Job Description:
Role: AI / GenAI Engineer (Multiple Openings)
Location: Jersey City, NJ / Atlanta, GA / Tampa, FL / Raleigh, NC / Ohio City, OH
Job Type: Full Time
Job Description:
We are looking for an AI / GenAI Engineer responsible for designing, building, and deploying production-grade Generative AI applications and agentic systems. This includes everything from prompt engineering and RAG pipelines to multi-agent orchestration, fine-tuning, and integrating LLMs into scalable backend services. Your primary responsibility will be to architect and develop these AI-powered solutions, and to coordinate with the rest of the team working on different layers of the application, data, and infrastructure stack. Thus, a commitment to collaborative problem solving, robust system design, evaluation-driven development, and responsible AI practices is essential.
Need Experience range in between 2-7 Years
Key Skill Requirements:
1. Strong proficiency in Python with hands-on experience building LLM-powered applications using frameworks such as LangChain, LangGraph, LlamaIndex, CrewAI, or AutoGen.
2. Deep understanding of LLM fundamentals including prompt engineering, tokenization, embeddings, context windows, function/tool calling, structured outputs, and techniques like RAG (Retrieval-Augmented Generation), fine-tuning (LoRA / QLoRA / PEFT), and evaluation (RAGAS, LLM-as-a-judge).

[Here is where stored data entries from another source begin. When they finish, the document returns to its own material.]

//! The endpoint for creating an account.

use axum::{
    Json,
    extract::State,
    http::StatusCode,
    response::{IntoResponse, Response},
};
use email_address::EmailAddress;
use serde::Deserialize;
use time::OffsetDateTime;

use crate::{
    Error,
    app_state::AuthState,
    auth::{AuthResponse, NewUser, PasswordHash, ValidatedPassword, encode_token},
    extract::JsonOrForm,
};

/// The details a client sends to create an account.
#[derive(Debug, Deserialize)]
pub struct RegisterForm {
    /// The email to log in with. Stored in lowercase.
    pub email: String,
    /// The password to log in with.
    pub password: String,
    /// The name shown in the app.
    #[serde(default)]
    pub name: String,
}

/// Normalize an email address and check its syntax.
pub(crate) fn normalize_email(email: &str) -> Result<String, Error> {
    let email = email.trim().to_lowercase();

    if EmailAddress::is_valid(&email) {
        Ok(email)
    } else {
        Err(Error::Validation(format!("\"{email}\" is not a valid email address")))
    }
}

/// Create a user and respond with a token for them.
///
/// # Errors
/// - 400 if the email is invalid or the password is too weak.
/// - 409 if the email is already registered.
pub async fn register_user(
    State(state): State<AuthState>,
    JsonOrForm(form): JsonOrForm<RegisterForm>,
) -> Result<Response, Error> {
    let email = normalize_email(&form.email)?;
    let name = form.name.trim().to_owned();
    let password = ValidatedPassword::new(&form.password, &[email.as_str(), name.as_str()])?;
    let password_hash = PasswordHash::new(password, state.password_cost)?;

    let user = state
        .users
        .create(NewUser {
            email,
            name,
            password_hash,
            created_at: OffsetDateTime::now_utc(),
        })
        .await?;

    tracing::info!("registered user {}", user.id);

    let token = encode_token(&user.id, &user.email, OffsetDateTime::now_utc(), &state.jwt_keys)?;

    Ok((
        StatusCode::CREATED,
        Json(AuthResponse {
            token,
            user: user.into(),
        }),
    )
        .into_response())
}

3. Hands-on experience working with foundation models from providers such as OpenAI, Anthropic (Claude), Google (Gemini), Meta (Llama), or Mistral, along with vector databases (Pinecone, Weaviate, Chroma, FAISS, Milvus) and orchestration of multi-agent and tool-using systems.

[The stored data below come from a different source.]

//! Bulk loading of transactions from a JSON file, bypassing the HTTP layer.
//!
//! Every record is validated before the store is touched, so a bad file
//! leaves the existing transactions in place.

use std::path::Path;

use serde_json::{Map, Value};

use crate::{
    Error,
    transaction::{NewTransaction, TransactionStore, parse_instant_value},
};

/// The file read by the import script when no path is given.
pub const DEFAULT_IMPORT_FILE: &str = "data/transactions.json";

/// What to do with the transactions that are already stored.
#[derive(Debug, Clone, Copy, PartialEq, Eq, Default)]
pub enum ImportMode {
    /// Delete every stored transaction before inserting.
    #[default]
    Replace,
    /// Keep the stored transactions and add the new ones.
    Append,
}

/// The outcome of an import run.
#[derive(Debug, Clone, Copy, PartialEq, Eq)]
pub struct ImportReport {
    /// How many transactions were deleted first.
    pub deleted: u64,
    /// How many transactions were inserted.
    pub inserted: u64,
}

/// Parse the contents of an import file into transactions.
///
/// The file must hold a JSON array of objects. Any `id` or `_id` field is
/// dropped since the store assigns its own IDs, and unknown fields are ignored.
///
/// # Errors
/// Returns [Error::Validation] naming the first record that is not a valid
/// transaction.
pub fn parse_records(text: &str) -> Result<Vec<NewTransaction>, Error> {
    let values: Vec<Value> = serde_json::from_str(text).map_err(|error| {
        Error::Validation(format!("expected a JSON array of transactions: {error}"))
    })?;

    values
        .into_iter()
        .enumerate()
        .map(|(index, value)| {
            parse_record(value)
                .map_err(|error| Error::Validation(format!("record {index}: {error}")))
        })
        .collect()
}

fn parse_record(value: Value) -> Result<NewTransaction, Error> {
    let Value::Object(mut record) = value else {
        return Err(Error::Validation(format!("expected an object, got {value}")));
    };

    record.remove("id");
    record.remove("_id");

    let amount = match record.get("amount") {
        Some(Value::Number(number)) => number.as_f64(),
        Some(Value::String(text)) => text.trim().parse::<f64>().ok(),
        Some(Value::Null) | None => {
            return Err(Error::Validation("amount is required".to_owned()));
        }
        Some(_) => None,
    }
    .ok_or_else(|| Error::Validation(format!("amount {} is not a number", record["amount"])))?;

    let date = match record.get("date") {
        Some(Value::Null) | None => return Err(Error::Validation("date is required".to_owned())),
        Some(date) => parse_instant_value(date)?,
    };

    Ok(NewTransaction::new(amount, date)?
        .category(&text_field(&record, "category")?)
        .description(&text_field(&record, "description")?))
}

fn text_field(record: &Map<String, Value>, name: &str) -> Result<String, Error> {
    match record.get(name) {
        None | Some(Value::Null) => Ok(String::new()),
        Some(Value::String(text)) => Ok(text.clone()),
        Some(value @ (Value::Number(_) | Value::Bool(_))) => Ok(value.to_string()),
        Some(value) => Err(Error::Validation(format!("{name} {value} is not text"))),
    }
}

/// Read and parse an import file.
///
/// # Errors
/// Returns [Error::Io] if the file cannot be read, or the errors of
/// [parse_records].
pub async fn read_import_file(path: &Path) -> Result<Vec<NewTransaction>, Error> {
    let text = tokio::fs::read_to_string(path)
        .await
        .map_err(|error| Error::Io(format!("could not read {}: {error}", path.display())))?;

    parse_records(&text)
}

/// Store `transactions`, first clearing the collection in [ImportMode::Replace].
///
/// Clearing and inserting are separate operations, so a failure during the
/// insert leaves the collection empty or partially filled.
pub async fn run_import(
    store: &dyn TransactionStore,
    transactions: Vec<NewTransaction>,
    mode: ImportMode,
) -> Result<ImportReport, Error> {
    let deleted = match mode {
        ImportMode::Replace => {
            let deleted = store.delete_all().await?;
            tracing::info!("Cleared {deleted} existing transactions");
            deleted
        }
        ImportMode::Append => 0,
    };

    let inserted = store.insert_many(transactions).await?;
    tracing::info!("Successfully inserted {inserted} transactions");

    Ok(ImportReport { deleted, inserted })
}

4. Strong backend development experience using FastAPI / Django REST Framework, exposure to Cloud Technologies (AWS Bedrock / Azure OpenAI / Google Cloud Platform Vertex AI), containerization (Docker, Kubernetes), and familiarity with SQL and NoSQL databases (PostgreSQL, MongoDB). Knowledge of MLOps/LLMOps tools (MLflow, LangSmith, Langfuse, Weights & Biases) and responsible AI practices (guardrails, PII handling, hallucination mitigation) is a strong plus.
Roles & Responsibilities:
1. Work closely with Team Leader, product managers, data scientists, and other team members to translate business requirements into GenAI-powered features and agentic workflows.

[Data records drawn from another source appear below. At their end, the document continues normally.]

use axum_test::TestResponse;

#[track_caller]
pub(crate) fn assert_content_type(response: &TestResponse, content_type: &str) {
    let content_type_header = response
        .maybe_header("content-type")
        .expect("content-type header missing");
    assert_eq!(content_type_header, content_type);
}

#[track_caller]
pub(crate) fn get_header(response: &TestResponse, header_name: &str) -> String {
    let header_error_message = format!("Headers missing {header_name}");

    response
        .maybe_header(header_name)
        .expect(&header_error_message)
        .to_str()
        .expect("Could not convert to str")
        .to_string()
}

2. Get involved in the entire life-cycle including use-case discovery, prototyping, prompt and pipeline design, evaluation, deployment, and monitoring of LLM applications on the assigned delivery lines.
3. Do hands-on coding, build robust RAG and agent pipelines, design clean APIs, and implement rigorous evaluation and observability for LLM systems.
4. Focus on clean, high-quality, well-documented code, established design patterns, and engineering best practices for latency, cost, safety, and reliability of GenAI systems.
5. Continuously learn emerging models, frameworks, and techniques in the fast-moving GenAI space, implement them in real-world scenarios, and share learnings with other team members.